This post is the eleventh in a series, “Lessons from my Father, Lewis Marler,” who lived from 1921-1998.

I grew up in the heart of Dixie during the most tumultuous times of the Civil Rights Movement.  I was born in Selma, grew up in Montgomery, and went to high school in a Birmingham suburb called Gardendale, AL from 1955-1973.

My father became the pastor of a church in Montgomery, AL when I was five years old in 1960 and we were there until 1970.  It was a racially tense time to say the least.  Blatant discrimination was part of the culture and fabric of society and rarely questioned.  I can remember separate public water fountains for the “white” and “colored.”  School integration was supposed to start in 1963, but I never saw a classmate with a different skin color until 1967.

My father and mother were different than the society in which we lived.  As were a few others.

In our home, my sister and I were taught that all persons, regardless of skin color, were children of God. They were constantly teaching us different ways of thinking and acting than everything we heard outside the home.  When other people in our neighborhood and church used the “N” word to talk about persons who were black, my father always referred to African Americans as “colored.”  This was progressive for a white man to do so in the 60’s in Alabama.

One particular story I remember was when integration in the high schools was finally becoming a reality in 1967-68.  The church where my father was pastor happened to be on the street that was on the geographical dividing line that determined where students would go to high school.  If your house was on the same side of the street as the church, your children went to the traditional white Sidney Lanier High School.  If your house was across the street, your children were zoned to attend the traditional black Carver High School.

I remember seeing almost every house on the opposite of the street go up for sale in the same week when the zoning districts were publicized.  Hundreds of houses had for sale signs in their front yards, as white families protested by selling their homes and moving to the white side of town.

And the church was not exempt from this discrimination. One Sunday I overheard some of the deacons talking to one another as they smoked under the big oak tree, “What are we going to do about that trouble-maker King?”  They said a lot more than that.
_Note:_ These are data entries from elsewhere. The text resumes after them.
// tests/asset_copier.rs

mod common;

use common::{ProjectFixture, TestResult, mock_path, mock_project};

use assetflow::assets::{FileSet, FontGroup, copy_asset_set, copy_font_group};
use assetflow::fs::FileSystem;

#[test]
fn font_groups_land_in_their_own_dist_folders() -> TestResult {
    let project = ProjectFixture::new().with_theme_sources();
    let ctx = project.context();

    for group in FontGroup::ALL {
        copy_font_group(&ctx, group)?;
    }

    assert_eq!(
        project.read("static/fonts/font-awesome/fontawesome-webfont.woff"),
        "FA-WOFF"
    );
    assert_eq!(project.read("static/fonts/ucf-sans-serif-alt/sans.woff"), "SANS");
    assert_eq!(
        project.read("static/fonts/ucf-condensed-alt/condensed.woff"),
        "CONDENSED"
    );
    assert_eq!(project.read("static/fonts/tulia/tulia.woff"), "TULIA");
    Ok(())
}

#[test]
fn generator_config_is_never_copied() -> TestResult {
    let project = ProjectFixture::new().with_theme_sources();
    copy_font_group(&project.context(), FontGroup::SansSerif)?;

    assert!(project.exists("static/fonts/ucf-sans-serif-alt/sans.woff"));
    assert!(!project.exists("static/fonts/ucf-sans-serif-alt/generator_config.txt"));
    Ok(())
}

#[test]
fn missing_vendor_package_copies_nothing() -> TestResult {
    let project = ProjectFixture::new();
    let summary = copy_font_group(&project.context(), FontGroup::Condensed)?;

    assert_eq!(summary.total(), 0);
    assert!(!project.exists("static/fonts/ucf-condensed-alt"));
    Ok(())
}

#[test]
fn second_copy_reports_identical_files_as_unchanged() -> TestResult {
    let project = ProjectFixture::new().with_theme_sources();
    let ctx = project.context();

    let first = copy_font_group(&ctx, FontGroup::FontAwesome)?;
    let second = copy_font_group(&ctx, FontGroup::FontAwesome)?;

    assert_eq!(first.copied.len(), 1);
    assert!(second.copied.is_empty());
    assert_eq!(second.unchanged.len(), 1);
    Ok(())
}

#[test]
fn nested_font_awesome_files_keep_their_relative_path() -> TestResult {
    let (fs, ctx) = mock_project(&[
        ("node_modules/font-awesome/fonts/FontAwesome.otf", "OTF"),
        ("node_modules/font-awesome/fonts/sub/extra.woff2", "WOFF2"),
    ]);

    let summary = copy_font_group(&ctx, FontGroup::FontAwesome)?;

    assert_eq!(summary.copied.len(), 2);
    assert_eq!(
        fs.read_to_string(&mock_path("static/fonts/font-awesome/sub/extra.woff2"))?,
        "WOFF2"
    );
    Ok(())
}

#[test]
fn bytes_are_copied_unchanged() -> TestResult {
    let payload: Vec<u8> = (0u8..=255).collect();
    let (fs, _ctx) = mock_project(&[]);
    fs.add_file(mock_path("vendor/blob.bin"), payload.clone());

    let set = FileSet::new(mock_path("vendor")).include("*");
    copy_asset_set(&*fs, &set, &mock_path("out"))?;

    assert_eq!(fs.read(&mock_path("out/blob.bin"))?, payload);
    Ok(())
}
Later in the week, during an open church business meeting one of them stood up and said, “Pastor, what we are going to do if some of those Negroes try to come to our church?”

Now first of all, the likelihood of anyone who was black wanting to come into our lily white church was almost zero.  Our worship services were downright boring compared to their own.  But fear ruled the day.  The deacon persisted to put my father on the spot.  “Brother Marler,” he said, “What do you want us to do?”

My father walked up to the podium and leaned into the microphone and called the deacon by his first name and said, “Well, I hope you will help them find a seat,” and he sat back down.  End of discussion.  Silence.  Someone made a motion for the business meeting to end.

I remember to this day how proud I was of my father at that very moment.

And years later when I became the Chaplain in a HIV/AIDS clinic I asked him what he thought about me caring for persons who at that time were primarily gay white men.  He said, “Malcolm, its not any different than those days in the 60’s.  Everybody needs someone to love them and care for them.”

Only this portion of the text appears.